● **Exercise goal**:
Would you write out all of the data exactly as it appears below?

● **Given records**:
• • • • • • •
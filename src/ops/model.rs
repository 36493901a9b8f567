//! Typed views of the backend replies the operations depend on.

use serde::de::{self, Deserializer};
use serde::{Deserialize, Serialize};
use serde_json::{Map, Value};

use crate::types::ProjectId;

/// Site state reported while the hosting platform is still building a site.
pub const PROVISIONING_STATE: &str = "provisioning";

/// Deployment statuses after which a run never changes again.
pub const TERMINAL_DEPLOYMENT_STATUSES: [&str; 4] = ["success", "failed", "canceled", "error"];

/// Deployment status of a run that completed successfully.
pub const DEPLOYMENT_SUCCESS: &str = "success";

/// Site detail from the hosting platform.
#[derive(Clone, Debug, Deserialize, PartialEq, Serialize)]
pub struct SiteStatus {
    /// Lifecycle state, for example `provisioning` or `active`.
    pub state: String,
    /// Remaining fields, passed through unchanged.
    #[serde(flatten)]
    pub details: Map<String, Value>,
}

impl SiteStatus {
    /// Returns `true` while the site is still being provisioned.
    #[must_use]
    pub fn is_provisioning(&self) -> bool {
        self.state == PROVISIONING_STATE
    }
}

/// One deployment run.
#[derive(Clone, Debug, Deserialize, PartialEq, Serialize)]
pub struct DeploymentRun {
    /// Run status, for example `queued`, `running`, or `success`.
    pub status: String,
    /// Remaining fields, passed through unchanged.
    #[serde(flatten)]
    pub details: Map<String, Value>,
}

impl DeploymentRun {
    /// Returns `true` once the run can no longer change.
    #[must_use]
    pub fn is_terminal(&self) -> bool {
        TERMINAL_DEPLOYMENT_STATUSES.contains(&self.status.as_str())
    }

    /// Returns `true` when the run finished successfully.
    #[must_use]
    pub fn is_success(&self) -> bool {
        self.status == DEPLOYMENT_SUCCESS
    }
}

/// Request body for project creation.
#[derive(Clone, Debug, Serialize)]
pub(crate) struct NewProject<'a> {
    pub(crate) name: &'a str,
}

/// Reply to project creation.
#[derive(Clone, Debug, Deserialize, PartialEq, Serialize)]
pub struct CreatedProject {
    /// Identifier assigned by the code-hosting platform.
    #[serde(deserialize_with = "id_from_scalar")]
    pub id: ProjectId,
    /// Remaining fields, passed through unchanged.
    #[serde(flatten)]
    pub details: Map<String, Value>,
}

fn id_from_scalar<'de, D: Deserializer<'de>>(deserializer: D) -> Result<ProjectId, D::Error> {
    match Value::deserialize(deserializer)? {
        Value::String(id) if !id.is_empty() => Ok(ProjectId::from(id)),
        Value::Number(id) => Ok(ProjectId::from(id.to_string())),
        other => Err(de::Error::custom(format!("unsupported project id {other}"))),
    }
}

#[cfg(test)]
mod tests {
    use super::*;
    use rstest::rstest;
    use serde_json::json;

    #[rstest]
    #[case("queued", false)]
    #[case("running", false)]
    #[case("success", true)]
    #[case("failed", true)]
    #[case("canceled", true)]
    #[case("error", true)]
    fn terminal_statuses(#[case] status: &str, #[case] terminal: bool) {
        let run: DeploymentRun = serde_json::from_value(json!({ "status": status }))
            .unwrap_or_else(|err| panic!("decode run: {err}"));
        assert_eq!(run.is_terminal(), terminal);
    }

    #[rstest]
    fn site_status_keeps_extra_fields() {
        let status: SiteStatus =
            serde_json::from_value(json!({ "id": 7, "state": "active", "name": "blog" }))
                .unwrap_or_else(|err| panic!("decode site: {err}"));
        assert!(!status.is_provisioning());
        assert_eq!(status.details.get("name"), Some(&json!("blog")));
    }

    #[rstest]
    #[case(json!({ "id": 12 }), "12")]
    #[case(json!({ "id": "p-12" }), "p-12")]
    fn project_ids_accept_numbers_and_strings(#[case] reply: Value, #[case] expected: &str) {
        let project: CreatedProject =
            serde_json::from_value(reply).unwrap_or_else(|err| panic!("decode project: {err}"));
        assert_eq!(project.id.as_str(), expected);
    }

    #[rstest]
    fn project_without_usable_id_is_rejected() {
        let result = serde_json::from_value::<CreatedProject>(json!({ "id": null }));
        assert!(result.is_err());
    }
}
• • • • • • •
● **Exercise answer**:
filename src/ops/model.rs
repository 36493901a9b8f567
//! Typed views of the backend replies the operations depend on.

use serde::de::{self, Deserializer};
use serde::{Deserialize, Serialize};
use serde_json::{Map, Value};

use crate::types::ProjectId;

/// Site state reported while the hosting platform is still building a site.
pub const PROVISIONING_STATE: &str = "provisioning";

/// Deployment statuses after which a run never changes again.
pub const TERMINAL_DEPLOYMENT_STATUSES: [&str; 4] = ["success", "failed", "canceled", "error"];

/// Deployment status of a run that completed successfully.
pub const DEPLOYMENT_SUCCESS: &str = "success";

/// Site detail from the hosting platform.
#[derive(Clone, Debug, Deserialize, PartialEq, Serialize)]
pub struct SiteStatus {
    /// Lifecycle state, for example `provisioning` or `active`.
    pub state: String,
    /// Remaining fields, passed through unchanged.
    #[serde(flatten)]
    pub details: Map<String, Value>,
}

impl SiteStatus {
    /// Returns `true` while the site is still being provisioned.
    #[must_use]
    pub fn is_provisioning(&self) -> bool {
        self.state == PROVISIONING_STATE
    }
}

/// One deployment run.
#[derive(Clone, Debug, Deserialize, PartialEq, Serialize)]
pub struct DeploymentRun {
    /// Run status, for example `queued`, `running`, or `success`.
    pub status: String,
    /// Remaining fields, passed through unchanged.
    #[serde(flatten)]
    pub details: Map<String, Value>,
}

impl DeploymentRun {
    /// Returns `true` once the run can no longer change.
    #[must_use]
    pub fn is_terminal(&self) -> bool {
        TERMINAL_DEPLOYMENT_STATUSES.contains(&self.status.as_str())
    }

    /// Returns `true` when the run finished successfully.
    #[must_use]
    pub fn is_success(&self) -> bool {
        self.status == DEPLOYMENT_SUCCESS
    }
}

/// Request body for project creation.
#[derive(Clone, Debug, Serialize)]
pub(crate) struct NewProject<'a> {
    pub(crate) name: &'a str,
}

/// Reply to project creation.
#[derive(Clone, Debug, Deserialize, PartialEq, Serialize)]
pub struct CreatedProject {
    /// Identifier assigned by the code-hosting platform.
    #[serde(deserialize_with = "id_from_scalar")]
    pub id: ProjectId,
    /// Remaining fields, passed through unchanged.
    #[serde(flatten)]
    pub details: Map<String, Value>,
}

fn id_from_scalar<'de, D: Deserializer<'de>>(deserializer: D) -> Result<ProjectId, D::Error> {
    match Value::deserialize(deserializer)? {
        Value::String(id) if !id.is_empty() => Ok(ProjectId::from(id)),
        Value::Number(id) => Ok(ProjectId::from(id.to_string())),
        other => Err(de::Error::custom(format!("unsupported project id {other}"))),
    }
}

#[cfg(test)]
mod tests {
    use super::*;
    use rstest::rstest;
    use serde_json::json;

    #[rstest]
    #[case("queued", false)]
    #[case("running", false)]
    #[case("success", true)]
    #[case("failed", true)]
    #[case("canceled", true)]
    #[case("error", true)]
    fn terminal_statuses(#[case] status: &str, #[case] terminal: bool) {
        let run: DeploymentRun = serde_json::from_value(json!({ "status": status }))
            .unwrap_or_else(|err| panic!("decode run: {err}"));
        assert_eq!(run.is_terminal(), terminal);
    }

    #[rstest]
    fn site_status_keeps_extra_fields() {
        let status: SiteStatus =
            serde_json::from_value(json!({ "id": 7, "state": "active", "name": "blog" }))
                .unwrap_or_else(|err| panic!("decode site: {err}"));
        assert!(!status.is_provisioning());
        assert_eq!(status.details.get("name"), Some(&json!("blog")));
    }

    #[rstest]
    #[case(json!({ "id": 12 }), "12")]
    #[case(json!({ "id": "p-12" }), "p-12")]
    fn project_ids_accept_numbers_and_strings(#[case] reply: Value, #[case] expected: &str) {
        let project: CreatedProject =
            serde_json::from_value(reply).unwrap_or_else(|err| panic!("decode project: {err}"));
        assert_eq!(project.id.as_str(), expected);
    }

    #[rstest]
    fn project_without_usable_id_is_rejected() {
        let result = serde_json::from_value::<CreatedProject>(json!({ "id": null }));
        assert!(result.is_err());
    }
}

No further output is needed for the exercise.